### EXERCISE
Where a line in the records holds "push", count it once; return only the final number.

### TASK DATA

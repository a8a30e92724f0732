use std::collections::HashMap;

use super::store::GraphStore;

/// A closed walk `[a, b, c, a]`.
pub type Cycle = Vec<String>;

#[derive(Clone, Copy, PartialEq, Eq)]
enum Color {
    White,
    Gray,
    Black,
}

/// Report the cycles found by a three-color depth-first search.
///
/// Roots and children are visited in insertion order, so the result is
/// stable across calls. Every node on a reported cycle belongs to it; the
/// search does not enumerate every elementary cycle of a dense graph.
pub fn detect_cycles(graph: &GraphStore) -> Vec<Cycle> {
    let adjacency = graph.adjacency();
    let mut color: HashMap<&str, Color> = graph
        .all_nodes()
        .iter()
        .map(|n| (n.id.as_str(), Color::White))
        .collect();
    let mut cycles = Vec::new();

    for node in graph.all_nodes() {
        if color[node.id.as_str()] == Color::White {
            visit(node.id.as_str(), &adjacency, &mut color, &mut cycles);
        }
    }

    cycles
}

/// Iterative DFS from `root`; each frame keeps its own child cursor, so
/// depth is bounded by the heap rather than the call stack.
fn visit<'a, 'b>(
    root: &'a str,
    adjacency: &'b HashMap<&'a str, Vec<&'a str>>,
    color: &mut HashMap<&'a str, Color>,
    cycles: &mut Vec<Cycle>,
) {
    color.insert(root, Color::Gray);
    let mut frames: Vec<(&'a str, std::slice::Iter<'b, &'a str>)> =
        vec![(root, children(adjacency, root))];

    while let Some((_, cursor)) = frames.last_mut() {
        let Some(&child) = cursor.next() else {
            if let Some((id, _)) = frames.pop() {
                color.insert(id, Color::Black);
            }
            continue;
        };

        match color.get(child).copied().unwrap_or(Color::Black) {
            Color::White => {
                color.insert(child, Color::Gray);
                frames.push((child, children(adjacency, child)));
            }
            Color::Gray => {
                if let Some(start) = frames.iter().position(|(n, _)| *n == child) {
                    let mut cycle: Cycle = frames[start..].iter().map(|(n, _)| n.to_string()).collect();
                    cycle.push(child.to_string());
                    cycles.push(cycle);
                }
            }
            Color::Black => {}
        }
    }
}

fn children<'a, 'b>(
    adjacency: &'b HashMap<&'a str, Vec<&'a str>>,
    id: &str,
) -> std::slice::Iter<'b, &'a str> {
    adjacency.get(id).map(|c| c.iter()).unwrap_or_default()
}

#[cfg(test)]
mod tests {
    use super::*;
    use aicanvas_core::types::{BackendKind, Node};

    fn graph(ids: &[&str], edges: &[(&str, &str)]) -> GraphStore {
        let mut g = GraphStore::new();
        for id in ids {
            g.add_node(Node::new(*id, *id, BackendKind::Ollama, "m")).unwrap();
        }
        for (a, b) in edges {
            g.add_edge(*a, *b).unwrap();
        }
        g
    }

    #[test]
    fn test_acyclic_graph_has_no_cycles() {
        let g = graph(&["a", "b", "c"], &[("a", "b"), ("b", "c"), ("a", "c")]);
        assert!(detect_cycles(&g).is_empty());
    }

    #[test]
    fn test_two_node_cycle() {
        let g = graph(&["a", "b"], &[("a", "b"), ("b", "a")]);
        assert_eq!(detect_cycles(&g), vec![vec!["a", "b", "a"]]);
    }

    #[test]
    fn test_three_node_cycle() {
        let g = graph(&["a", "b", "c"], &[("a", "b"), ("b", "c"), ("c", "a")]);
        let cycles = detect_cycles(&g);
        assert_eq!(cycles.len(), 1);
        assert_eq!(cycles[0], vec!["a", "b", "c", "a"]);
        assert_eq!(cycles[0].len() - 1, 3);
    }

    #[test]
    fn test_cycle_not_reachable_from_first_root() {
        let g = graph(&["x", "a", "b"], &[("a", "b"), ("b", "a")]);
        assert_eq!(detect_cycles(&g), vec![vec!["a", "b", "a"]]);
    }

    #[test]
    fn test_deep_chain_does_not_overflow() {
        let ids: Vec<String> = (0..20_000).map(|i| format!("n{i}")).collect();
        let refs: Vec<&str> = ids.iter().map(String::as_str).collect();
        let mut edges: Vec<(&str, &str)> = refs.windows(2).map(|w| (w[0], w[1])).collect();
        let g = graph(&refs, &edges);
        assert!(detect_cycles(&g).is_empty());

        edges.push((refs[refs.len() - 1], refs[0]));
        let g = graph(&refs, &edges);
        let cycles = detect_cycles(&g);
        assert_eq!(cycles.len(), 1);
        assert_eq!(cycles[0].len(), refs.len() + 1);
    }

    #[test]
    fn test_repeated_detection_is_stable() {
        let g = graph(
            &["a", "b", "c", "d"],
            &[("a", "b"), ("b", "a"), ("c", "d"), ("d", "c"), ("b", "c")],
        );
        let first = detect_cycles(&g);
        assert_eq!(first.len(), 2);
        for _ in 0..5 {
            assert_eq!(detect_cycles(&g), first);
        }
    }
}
* * *
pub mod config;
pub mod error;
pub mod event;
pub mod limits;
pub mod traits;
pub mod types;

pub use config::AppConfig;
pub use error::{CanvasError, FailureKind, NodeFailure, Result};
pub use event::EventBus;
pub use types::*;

### TASK OUTPUT
4